*Listed records*:
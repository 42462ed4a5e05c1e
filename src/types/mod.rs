//! Types module
//!
//! Contains core data structures used throughout the application:
//! - `account`: the account entity and its two variants
//! - `error`: error types for the bank management system

pub mod account;
pub mod error;

pub use account::{Account, AccountKind, AccountNumber};
pub use error::BankError;
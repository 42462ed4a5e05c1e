//! Error types for the bank management system
//!
//! Every failure an account operation can hit is a variant of [`BankError`].
//! The shell turns them into user-facing messages; nothing is retried.
//!
//! # Error Categories
//!
//! - **Lookup Errors**: unknown account number, duplicate account number
//! - **Balance Errors**: rejected withdrawals, negative amounts, overflow
//! - **Storage Errors**: malformed records and I/O failures on the backing file

use super::account::AccountNumber;
use rust_decimal::Decimal;
use thiserror::Error;

/// Main error type for the bank management system
#[derive(Debug, Clone, PartialEq, Error)]
pub enum BankError {
    /// No account with the given number exists in the store
    #[error("Account {number} not found")]
    AccountNotFound {
        /// The account number that was looked up
        number: AccountNumber,
    },

    /// A withdrawal would take the balance below the account's floor
    ///
    /// The account is left unchanged.
    #[error("Withdrawal of {requested} from account {number} rejected: balance {balance}, floor {floor}")]
    WithdrawalRejected {
        number: AccountNumber,
        balance: Decimal,
        requested: Decimal,
        /// Minimum balance for savings, minus the overdraft limit for checking
        floor: Decimal,
    },

    /// A line of the backing file could not be parsed
    ///
    /// Raised by the codec and swallowed by the store during load.
    #[error("Malformed record{}: {message}", line.map(|l| format!(" at line {}", l)).unwrap_or_default())]
    MalformedRecord {
        /// Line number in the backing file (if known)
        line: Option<u64>,
        message: String,
    },

    /// An account with this number is already in the store
    #[error("Account number {number} already exists")]
    DuplicateAccountNumber { number: AccountNumber },

    /// Deposit and withdrawal amounts must not be negative
    #[error("Invalid amount {amount}: must not be negative")]
    InvalidAmount { amount: Decimal },

    /// Balance arithmetic would overflow
    #[error("Arithmetic overflow in {operation} for account {number}")]
    ArithmeticOverflow {
        operation: String,
        number: AccountNumber,
    },

    /// Top-K was requested but the store holds no accounts
    #[error("No accounts available")]
    NoAccounts,

    /// I/O error while reading or writing the backing file
    #[error("I/O error: {message}")]
    IoError { message: String },
}

impl From<std::io::Error> for BankError {
    fn from(error: std::io::Error) -> Self {
        BankError::IoError {
            message: error.to_string(),
        }
    }
}

impl From<csv::Error> for BankError {
    fn from(error: csv::Error) -> Self {
        if error.is_io_error() {
            return BankError::IoError {
                message: error.to_string(),
            };
        }
        let line = error.position().map(|pos| pos.line());

        BankError::MalformedRecord {
            line,
            message: error.to_string(),
        }
    }
}

// Helper functions for creating common errors

impl BankError {
    pub fn account_not_found(number: AccountNumber) -> Self {
        BankError::AccountNotFound { number }
    }

    pub fn withdrawal_rejected(
        number: AccountNumber,
        balance: Decimal,
        requested: Decimal,
        floor: Decimal,
    ) -> Self {
        BankError::WithdrawalRejected {
            number,
            balance,
            requested,
            floor,
        }
    }

    pub fn malformed_record(line: Option<u64>, message: impl Into<String>) -> Self {
        BankError::MalformedRecord {
            line,
            message: message.into(),
        }
    }

    pub fn duplicate_account_number(number: AccountNumber) -> Self {
        BankError::DuplicateAccountNumber { number }
    }

    pub fn invalid_amount(amount: Decimal) -> Self {
        BankError::InvalidAmount { amount }
    }

    pub fn arithmetic_overflow(operation: &str, number: AccountNumber) -> Self {
        BankError::ArithmeticOverflow {
            operation: operation.to_string(),
            number,
        }
    }
}
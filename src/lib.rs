//! Bank Management Library
//! # Overview
//!
//! This library manages savings and checking accounts held in memory and
//! persisted to a flat text file, one account per line.
//!
//! # Architecture
//!
//! The system is organized into several key components:
//!
//! - [`types`] - Core data types (Account, AccountKind, BankError)
//! - [`cli`] - CLI arguments parsing and the interactive menu
//! - [`core`] - Business logic components:
//!   - [`core::store`] - Account collection, CRUD operations and persistence
//!   - [`core::top_k`] - Bounded selection of the highest balances
//! - [`io`] - Line codec and backing file access
//!
//! # Account Variants
//!
//! - **Savings**: a withdrawal may not take the balance below the minimum balance
//! - **Checking**: a withdrawal may take the balance down to minus the overdraft limit
//!
//! Deposits always succeed for non-negative amounts.
//!
//! # File Format
//!
//! ```text
//! S,100,Alice,500,100
//! C,200,Bob,-80,100
//! ```
//!
//! Type tag, account number, holder name, balance, then the minimum balance
//! (savings) or overdraft limit (checking). Lines that do not parse are skipped
//! on load.

// Module declarations
pub mod cli;
pub mod core;
pub mod io;
pub mod types;

pub use crate::core::{AccountStore, DEFAULT_ACCOUNTS_FILE};
pub use types::{Account, AccountKind, AccountNumber, BankError};
//! Bank Management CLI
//!
//! Interactive menu for managing savings and checking accounts.
//!
//! # Usage
//!
//! ```bash
//! cargo run
//! cargo run -- --file /var/lib/bank/accounts.txt
//! RUST_LOG=debug cargo run -- --quiet < script.txt
//! ```
//!
//! Accounts are loaded from the file at start-up and the file is rewritten after
//! every change. Diagnostics go to stderr; set `RUST_LOG` to see more.
//!
//! # Exit Codes
//!
//! - 0: Menu exit or end of input
//! - 1: Console I/O failure

use bank_management::cli::{self, Shell};
use bank_management::AccountStore;
use std::io;
use std::process;

fn main() {
    env_logger::Builder::from_env(env_logger::Env::default().default_filter_or("warn")).init();

    let args = cli::parse_args();
    let mut store = AccountStore::open(&args.accounts_file);

    let stdin = io::stdin();
    let stdout = io::stdout();
    let mut shell = Shell::new(
        &mut store,
        stdin.lock(),
        stdout.lock(),
        args.to_shell_config(),
    );

    if let Err(e) = shell.run() {
        eprintln!("Error: {}", e);
        process::exit(1);
    }
}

*What this task involves*: Whenever the word "backing" appears in a line above, copy that line.

*Solution to this problem*:
//! - **Storage Errors**: malformed records and I/O failures on the backing file
    /// A line of the backing file could not be parsed
        /// Line number in the backing file (if known)
    /// I/O error while reading or writing the backing file
//! - [`io`] - Line codec and backing file access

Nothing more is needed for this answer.